(Excerpts from a dataset)
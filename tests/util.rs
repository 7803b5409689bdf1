#![allow(dead_code)]

use pkitool::cert::params::{CertificateRequest, Subject};
use pkitool::cert::{CertificateWithPrivateKey, generate_certificate};
use pkitool::config::PkiConfig;
use pkitool::key::PrivateKey;
use pkitool::pki::Pki;
use pkitool::store::{DirectoryStore, MemoryStore};
use pkitool::tbs_certificate::CertificateTemplate;
use tempfile::TempDir;

pub const ROOT_PASSWORD: &str = "root-password";

pub fn root_request() -> CertificateRequest {
    CertificateRequest::builder()
        .validity(3650)
        .subject(
            Subject::builder()
                .common_name("myca.local")
                .organization("My CA")
                .build(),
        )
        .is_ca(true)
        .build()
}

pub fn leaf_request(common_name: &str) -> CertificateRequest {
    CertificateRequest::builder()
        .subject(Subject::builder().common_name(common_name).build())
        .build()
}

/// A root authority built without any store.
pub fn generate_ca_cert() -> CertificateWithPrivateKey {
    let key = PrivateKey::generate().unwrap();
    let template =
        CertificateTemplate::from_request(&root_request(), Default::default()).unwrap();
    let cert = generate_certificate(&template, &key.public_key(), None, &key).unwrap();
    CertificateWithPrivateKey { cert, key }
}

pub fn memory_pki() -> Pki<MemoryStore> {
    Pki::new(MemoryStore::new(), PkiConfig::default())
}

/// An initialized directory with an encrypted root. The directory is removed
/// when the returned guard drops.
pub fn directory_pki() -> (TempDir, Pki<DirectoryStore>) {
    let dir = TempDir::new().unwrap();
    let pki = Pki::initialize(dir.path().join("pki")).unwrap();
    pki.bootstrap_root(&root_request(), Some(ROOT_PASSWORD))
        .unwrap();
    (dir, pki)
}
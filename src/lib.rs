//! # pkitool - A Small File-Backed Certificate Authority
//!
//! pkitool manages a private public key infrastructure stored in a plain
//! directory. It is built entirely with rustcrypto libraries: keys, X.509
//! certificates and CRLs are produced without OpenSSL or ring.
//!
//! ## Features
//!
//! - **Root bootstrap**: a self-signed ECDSA P-256 authority and its empty CRL
//! - **Issuance**: server, client and intermediate authority certificates
//! - **Revocation**: append-only CRLs that are signed again on every change
//! - **Encrypted keys**: PKCS#8 with PBES2 when a password is given; legacy
//!   `Proc-Type: 4,ENCRYPTED` PEM keys are refused with a conversion hint
//! - **Inspection**: human-readable dumps of certificates and CRLs
//!
//! ## Directory Layout
//!
//! ```text
//! cfg.json                    defaults merged into every request
//! private-keys/<name>.key     PKCS#8, encrypted or not
//! certificates/<name>.cert    X.509 certificate
//! certificates/<issuer>.crl   CRL of an issuing authority
//! ```
//!
//! ## Quick Start
//!
//! ```rust,no_run
//! use pkitool::cert::params::{CertificateRequest, Subject};
//! use pkitool::passphrase::NoPassphraseReader;
//! use pkitool::pki::{Pki, ROOT_CA_NAME};
//!
//! # fn main() -> Result<(), pkitool::error::PkiError> {
//! let pki = Pki::initialize("/tmp/pki")?;
//!
//! let root = CertificateRequest::builder()
//!     .validity(3650)
//!     .subject(Subject::builder().common_name("Example Root").build())
//!     .build();
//! pki.bootstrap_root(&root, None)?;
//!
//! // Subject, SAN and validity fall back to cfg.json.
//! let server = CertificateRequest::builder()
//!     .subject(Subject::builder().common_name("www.example.com").build())
//!     .build();
//! pki.issue("www", &server, ROOT_CA_NAME, None, &NoPassphraseReader)?;
//!
//! pki.revoke("www", ROOT_CA_NAME, &NoPassphraseReader)?;
//! # Ok(())
//! # }
//! ```
//!
//! ## Module Organization
//!
//! - [`pki`]: The authority operations over a store
//! - [`key`]: Key generation and the PKCS#8 key container
//! - [`cert`]: Certificate encoding, extensions and request parameters
//! - [`crl`]: Revocation lists
//! - [`issuer`]: Signing of certificate templates
//! - [`store`]: Persistence of artifacts by name
//! - [`config`]: The `cfg.json` document
//! - [`passphrase`]: Reading private key passwords
//! - [`printer`]: Text rendering of certificates and CRLs
//! - [`error`]: Error types

pub mod cert;
pub mod config;
pub mod crl;
pub mod error;
pub mod issuer;
pub mod key;
pub mod passphrase;
pub mod pem_utils;
pub mod pki;
pub mod printer;
pub mod store;
pub mod tbs_certificate;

● WORK INSTRUCTIONS:
Beginning at the top of the data, please return every line until and including the line containing "returned guard drops.", copied exactly, and nothing past it.

● OUTPUT OF THE EXERCISE:
filename tests/util.rs
repository 7803b5409689bdf1
#![allow(dead_code)]

use pkitool::cert::params::{CertificateRequest, Subject};
use pkitool::cert::{CertificateWithPrivateKey, generate_certificate};
use pkitool::config::PkiConfig;
use pkitool::key::PrivateKey;
use pkitool::pki::Pki;
use pkitool::store::{DirectoryStore, MemoryStore};
use pkitool::tbs_certificate::CertificateTemplate;
use tempfile::TempDir;

pub const ROOT_PASSWORD: &str = "root-password";

pub fn root_request() -> CertificateRequest {
    CertificateRequest::builder()
        .validity(3650)
        .subject(
            Subject::builder()
                .common_name("myca.local")
                .organization("My CA")
                .build(),
        )
        .is_ca(true)
        .build()
}

pub fn leaf_request(common_name: &str) -> CertificateRequest {
    CertificateRequest::builder()
        .subject(Subject::builder().common_name(common_name).build())
        .build()
}

/// A root authority built without any store.
pub fn generate_ca_cert() -> CertificateWithPrivateKey {
    let key = PrivateKey::generate().unwrap();
    let template =
        CertificateTemplate::from_request(&root_request(), Default::default()).unwrap();
    let cert = generate_certificate(&template, &key.public_key(), None, &key).unwrap();
    CertificateWithPrivateKey { cert, key }
}

pub fn memory_pki() -> Pki<MemoryStore> {
    Pki::new(MemoryStore::new(), PkiConfig::default())
}

/// An initialized directory with an encrypted root. The directory is removed
/// when the returned guard drops.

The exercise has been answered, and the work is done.